Augsburger Allgemeine (Land West)
Erinnerung an einen bewegenden, beklemmenden Moment
Das vierte „Befreiungskonzert“von St. Ottilien war mit hochkarätigen Musikern wie Isabelle Faust einem besonderen Augenblick in der Geschichte der Erzabtei gewidmet: als 1945 ehemalige jüdische KZ-Häftlinge auch das „Kol Nidre“anstimmten.
Es muss ein bewegender, beklemmender Moment gewesen sein, als am 27. Mai 1945, neunzehn Tage nach der bedingungslosen Kapitulation Deutschlands, am Krankenhaus der Erzabtei St. Ottilien ein „Befreiungskonzert“des „Concentration Camp Orchestra DachauKaufering“stattfand – für ehemalige jüdische Häftlinge. Menschen, die – so sie überhaupt überleben konnten – seit Jahren gequält worden waren, erlebten plötzlich Pflege, Essen, Zuwendung. Der Hölle folgte ein Fleckchen Erde, auf dem Vernichtung sich ins Konstruktive wandelte.
Was wurde bei dem Konzert damals gespielt? Jedenfalls keine epochale Musik – und sei sie selbst auch noch so unschuldig –, die der Nationalsozialismus zuvor stark instrumentalisiert hatte. Es erklangen u. a. eine „L’ArlésienneSuite“ Bizets, Solveigs Lied von Grieg, jüdische Volkslieder, eine Fantasie über sowjetische Lieder, die Hymnen der Alliierten – und ein vertontes „Kol Nidre“, dieses Abendgebet vor dem jüdischen Versöhnungstag. Wohlgemerkt: 19 Tage nach der bedingungslosen Kapitulation einer mörderischen Diktatur.
Gut, daran zu erinnern. Und das tat St. Ottilien mit einem „Befreiungskonzert“nun auch zum vierten Mal. In der Klosterkirche traf sich Rang und Namen auf und vor der Bühne. Oben Isabelle Faust, 1987 die 1. Preisträgerin des 1. Internationalen Leopold-MozartViolinwettbewerbs in Augsburg, sowie das renommierte Mahler Chamber Orchestra, unten u. a. Charlotte Knobloch, die Präsidentin der Israelitischen Kultusgemeinde München und Oberbayern, dazu Felix Klein, Regierungsbeauftragter für jüdisches Leben in Deutschland, und selbstredend
Erzabt Wolfgang Öxler, in dessen Kloster jüngst eine Komposition entstand, die nun uraufgeführt wurde: „Liberation“, ein Streichquartett
des 1981 in Tel Aviv geborenen Eliav Kohl, erster „Artist in Residence“von St. Ottilien.

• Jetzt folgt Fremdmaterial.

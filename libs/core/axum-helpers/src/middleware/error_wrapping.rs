//! Uniform error shaping for every response leaving the API router.
//!
//! - 200, 400 and 404 pass through. A 400 that carries
//!   [`ValidationFailures`] is re-rendered when the array format is configured.
//! - A response flagged with [`FaultEnvelope`] passes through.
//! - Any other status keeps its status and headers but gets a
//!   [`StatusErrorResponse`] body in place of whatever it had.
//! - A panic in the inner pipeline becomes a 500
//!   [`ExceptionResponse`](crate::errors::ExceptionResponse).
//!
//! ```ignore
//! let app = Router::new()
//!     .merge(api_routes)
//!     .layer(middleware::from_fn_with_state(ValidationBodyFormat::Array, error_wrapping));
//! ```

use crate::errors::{
    AppError, FaultEnvelope, StatusErrorResponse, ValidationBodyFormat, ValidationFailures,
    validation_response,
};
use axum::{
    Json,
    extract::{Request, State},
    http::{HeaderValue, Method, StatusCode, header},
    middleware::Next,
    response::{IntoResponse, Response},
};
use futures::FutureExt;
use std::any::Any;
use std::panic::AssertUnwindSafe;
use tracing::{error, warn};

pub async fn error_wrapping(
    State(format): State<ValidationBodyFormat>,
    request: Request,
    next: Next,
) -> Response {
    let method = request.method().clone();
    let path = request.uri().path().to_owned();

    match AssertUnwindSafe(next.run(request)).catch_unwind().await {
        Ok(response) => shape_response(response, format, &method, &path),
        Err(panic) => {
            error!(%method, %path, "Unhandled fault while processing request");
            AppError::Internal(panic_message(panic.as_ref())).into_response()
        }
    }
}

fn shape_response(
    mut response: Response,
    format: ValidationBodyFormat,
    method: &Method,
    path: &str,
) -> Response {
    let status = response.status();

    if status == StatusCode::BAD_REQUEST {
        if format == ValidationBodyFormat::Array {
            if let Some(ValidationFailures(failures)) =
                response.extensions_mut().remove::<ValidationFailures>()
            {
                return validation_response(&failures, format);
            }
        }
        return response;
    }

    if status == StatusCode::OK
        || status == StatusCode::NOT_FOUND
        || response.extensions().get::<FaultEnvelope>().is_some()
    {
        return response;
    }

    warn!(%method, path, status = status.as_u16(), "Wrapping error response");

    let envelope = StatusErrorResponse {
        status_code: status.as_u16(),
        message: status_error_message(status),
        method: method.to_string(),
        path: path.to_owned(),
    };

    let (mut parts, _) = response.into_parts();
    let (_, body) = Json(envelope).into_response().into_parts();
    parts.headers.remove(header::CONTENT_LENGTH);
    parts.headers.insert(
        header::CONTENT_TYPE,
        HeaderValue::from_static("application/json"),
    );

    Response::from_parts(parts, body)
}

/// `An error <StatusName> occurred while processing the request.`, where the
/// status name is the reason phrase without spaces (`MethodNotAllowed`).
pub fn status_error_message(status: StatusCode) -> String {
    let name = status
        .canonical_reason()
        .map(|reason| reason.chars().filter(|c| c.is_ascii_alphanumeric()).collect())
        .unwrap_or_else(|| status.as_u16().to_string());

    format!("An error {} occurred while processing the request.", name)
}

fn panic_message(panic: &(dyn Any + Send)) -> String {
    if let Some(message) = panic.downcast_ref::<&str>() {
        (*message).to_string()
    } else if let Some(message) = panic.downcast_ref::<String>() {
        message.clone()
    } else {
        "Unknown panic".to_string()
    }
}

„Liberation“ist ein kontemplatives, etwa viertelstündiges Werk, das das litauische „Kaunas String Quartet“sensibel erklingen ließ – mit versteckter Paraphrasierung des erwähnten Liedes Solveigs – und inspiriert von den – hier pizzicato tönenden – Glocken St. Ottilens; nachhorchende Liege-Intervalle und Streicher-„Geläut“vor den philosophischen Fragen: Woher kommen wir, wohin gehen wir? Das Stück nahm für sich ein.
Noch immer eine Rarität im Konzertbetrieb: Kompositionen des sogenannten schwarzen Mozart, Kompositionen von Joseph Bologne, diesem Mehrfach-Artisten kreolischer Abstammung, klar beeinflusst von der Wiener Klassik. Seine Sinfonie op. 11,2 – ein dreisätzig-kurzweiliges Werk von französisch-höfischer Eleganz – bot das Mahler Chamber Orchestra mit Effekt und einem Effet, wie ihn auch die Wiedergaben der abendlichen Hauptprogrammpunkte ausmachten: Mozarts Sinfonia
concertante KV 364 sowie Mozarts Linzer Sinfonie.
In der Sinfonia concertante entspann sich zwischen Isabelle Faust und dem Bratschisten Antoine Tamestit ein wunderbarer Dialog. Werktreu und in blindem Einverständnis spielten sie sich die Klangreden-Bälle zu. Behauptung, Gegenrede, Bekräftigung beziehungsweise modifizierende Bestätigung, animierende bis reizende Fragen, ein Ins-Wort-Fallen, Echos, Duettieren, Nebenbemerkungen – all das enthält die „Sinfonia concertante“, und Faust wie Tamestit zeigten sich in unterschiedlichen Positionen so tolerierend-dialogfähig, wie man es sich von der Gesamtgesellschaft wünscht.
Blieben noch Mozarts federnd interpretierte Linzer Sinfonie – im Forte allerdings etwas übersteuert schwammig – und der Abendsegen „Traum“von Juozas Naujalis als Widmung für Charlotte Knobloch.